MOSCOW -- A Russian court yesterday rejected the Yukos oil company's appeal to suspend government efforts to collect $3.4 billion in back taxes -- a massive bill that has put Russia's largest oil producer on the verge of ruin.
The Moscow Arbitration Court denied a petition from Yukos, which asked it to put bailiffs' steps to collect the 2000 debt on hold until appeals against the seizure of core subsidiaries have been heard.
While Yukos has paid some $750 million of its back taxes bill, the company has frequently warned that with its bank accounts frozen and a stop order in place on selling assets, bankruptcy and production cuts could be just around the corner. Authorities, meanwhile, have been investigating Yukos tax records for the following years, and observers say the total debt could grow to $10 billion.

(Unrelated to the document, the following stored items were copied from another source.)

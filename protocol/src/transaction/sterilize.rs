//! Sterilization: encode, decode, then attach the identity digest.
//!
//! The round trip guarantees the fields survive canonical encoding and that
//! the type's template accepts them. The returned copy is frozen; the input
//! is left untouched.

use tracing::debug;

use super::builder::Transaction;
use super::codec;
use super::digest::compute_id;
use super::error::TxError;

/// Produce the sterilized copy of `tx`.
///
/// Idempotent: sterilizing a sterilized transaction yields an equal value
/// with the same id.
pub fn sterilize(tx: &Transaction) -> Result<Transaction, TxError> {
    let bytes = codec::encode(tx);
    let mut copy = codec::decode(&bytes)?;
    let id = compute_id(&copy);
    copy.id = Some(id);
    debug!(tx_id = %id, tx_type = %copy.tx_type(), size = bytes.len(), "transaction sterilized");
    Ok(copy)
}
//! # CLI Interface
//!
//! Command-line structure for `tessera`, built with `clap` derive.

use clap::{Args, Parser, Subcommand};
use std::path::PathBuf;

use crate::logging::LogFormat;

/// Tessera transaction tool.
///
/// Generates keys, turns JSON transactions into signed canonical blobs,
/// decodes and verifies blobs, and renders persistence records.
#[derive(Parser, Debug)]
#[command(
    name = "tessera",
    about = "Tessera signed transaction tool",
    version,
    propagate_version = true
)]
pub struct TesseraCli {
    /// Log output format.
    #[arg(
        long,
        global = true,
        value_enum,
        env = "TESSERA_LOG_FORMAT",
        default_value = "pretty"
    )]
    pub log_format: LogFormat,

    #[command(subcommand)]
    pub command: Commands,
}

#[derive(Subcommand, Debug)]
pub enum Commands {
    /// Generate an Ed25519 keypair and print its account address.
    Keygen(KeygenArgs),
    /// Sign a JSON transaction and print the canonical blob.
    Sign(SignArgs),
    /// Decode a canonical blob into JSON.
    Decode(BlobArgs),
    /// Run the local checks and the signature check on a blob.
    Verify(VerifyArgs),
    /// Render (and optionally store) the persistence record of a blob.
    Record(RecordArgs),
    /// Print version information and exit.
    Version,
}

#[derive(Args, Debug)]
pub struct KeygenArgs {
    /// Derive the keypair from this 32-byte hex seed instead of the OS RNG.
    #[arg(long)]
    pub seed: Option<String>,
}

#[derive(Args, Debug)]
pub struct SignArgs {
    /// JSON file holding the transaction. `-` reads stdin.
    #[arg(long, short = 't')]
    pub tx: PathBuf,

    /// Hex-encoded Ed25519 secret key of the issuing account.
    #[arg(long, env = "TESSERA_SECRET_KEY", hide_env_values = true)]
    pub secret_key: String,
}

#[derive(Args, Debug)]
pub struct BlobArgs {
    /// Hex-encoded canonical transaction bytes.
    pub blob: String,
}

#[derive(Args, Debug)]
pub struct VerifyArgs {
    #[command(flatten)]
    pub blob: BlobArgs,

    /// Accept multi-signed transactions.
    #[arg(long)]
    pub allow_multi_sign: bool,
}

#[derive(Args, Debug)]
pub struct RecordArgs {
    #[command(flatten)]
    pub blob: BlobArgs,

    /// Ledger the transaction belongs to.
    #[arg(long, default_value_t = 0)]
    pub ledger_seq: u32,

    /// Status code: N, C, H, V, I or U.
    #[arg(long, default_value = "V")]
    pub status: char,

    /// Hex-encoded execution metadata.
    #[arg(long, default_value = "")]
    pub meta: String,

    /// Also upsert the record into the sled store at this path.
    #[arg(long, env = "TESSERA_DB")]
    pub db: Option<PathBuf>,
}

#[cfg(test)]
mod tests {
    use super::*;
    use clap::CommandFactory;

    #[test]
    fn verify_cli_structure() {
        TesseraCli::command().debug_assert();
    }

    #[test]
    fn parses_record_flags() {
        let cli = TesseraCli::parse_from([
            "tessera",
            "--log-format",
            "json",
            "record",
            "AB",
            "--ledger-seq",
            "9",
            "--status",
            "H",
        ]);
        assert_eq!(cli.log_format, LogFormat::Json);
        match cli.command {
            Commands::Record(args) => {
                assert_eq!(args.blob.blob, "AB");
                assert_eq!(args.ledger_seq, 9);
                assert_eq!(args.status, 'H');
                assert!(args.meta.is_empty());
            }
            other => panic!("unexpected command {other:?}"),
        }
    }
}
// Copyright (c) 2026 ALAS Technology. MIT License.
// See LICENSE for details.

//! # Tessera Protocol - Core Library
//!
//! The canonical signed transaction model: one unit of state-change intent,
//! its deterministic binary encoding, its identity digest, single- and
//! multi-signature verification, and the record it leaves in storage.
//!
//! ## Architecture
//!
//! - **crypto** - SHA-512-half digests, Ed25519 keys, BLAKE3 account ids.
//! - **identity** - 20-byte account ids and their base58-check addresses.
//! - **transaction** - Fields, codec, signing, checks, sub-transactions.
//! - **storage** - The record store seam and its sled implementation.
//! - **config** - Protocol constants.
//!
//! ## Quick Start
//!
//! ```
//! use tessera_protocol::crypto::TxKeypair;
//! use tessera_protocol::identity::AccountId;
//! use tessera_protocol::transaction::{
//!     check_sign, passes_local_checks, sign_transaction, sterilize, FieldId, NoSignerLists,
//!     Transaction, TxType,
//! };
//!
//! let keypair = TxKeypair::generate();
//! let account = AccountId::from_public_key(&keypair.public_key());
//!
//! let mut tx = Transaction::new(TxType::AccountSet, |f| {
//!     f.set_u32(FieldId::Sequence, 1)?;
//!     f.set_u64(FieldId::Fee, 10)?;
//!     f.set_account(FieldId::Account, account)
//! })
//! .unwrap();
//! sign_transaction(&mut tx, &keypair).unwrap();
//!
//! let tx = sterilize(&tx).unwrap();
//! assert!(passes_local_checks(&tx).ok);
//! assert!(check_sign(&tx, false, &NoSignerLists).ok);
//! ```
//!
//! ## Design Philosophy
//!
//! 1. Decoding never trusts its input: every field is typed and checked.
//! 2. An id is only trusted after sterilization.
//! 3. No unsafe code in crypto paths.

pub mod config;
pub mod crypto;
pub mod identity;
pub mod storage;
pub mod transaction;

The arbitration court handed Yukos a second defeat later yesterday, rejecting its appeal of a decision by bailiffs not to use the company's 30 percent stake in the Sibneft oil company as collateral for the tax bill.
On a positive note for Yukos, the Interfax news agency reported that the British-Russian oil company TNK-BP has completed its acquisition of Yukos's 56 percent share in Rospan, a Siberian gas venture, for $357 million -- a development that could help Yukos pay its tax bill.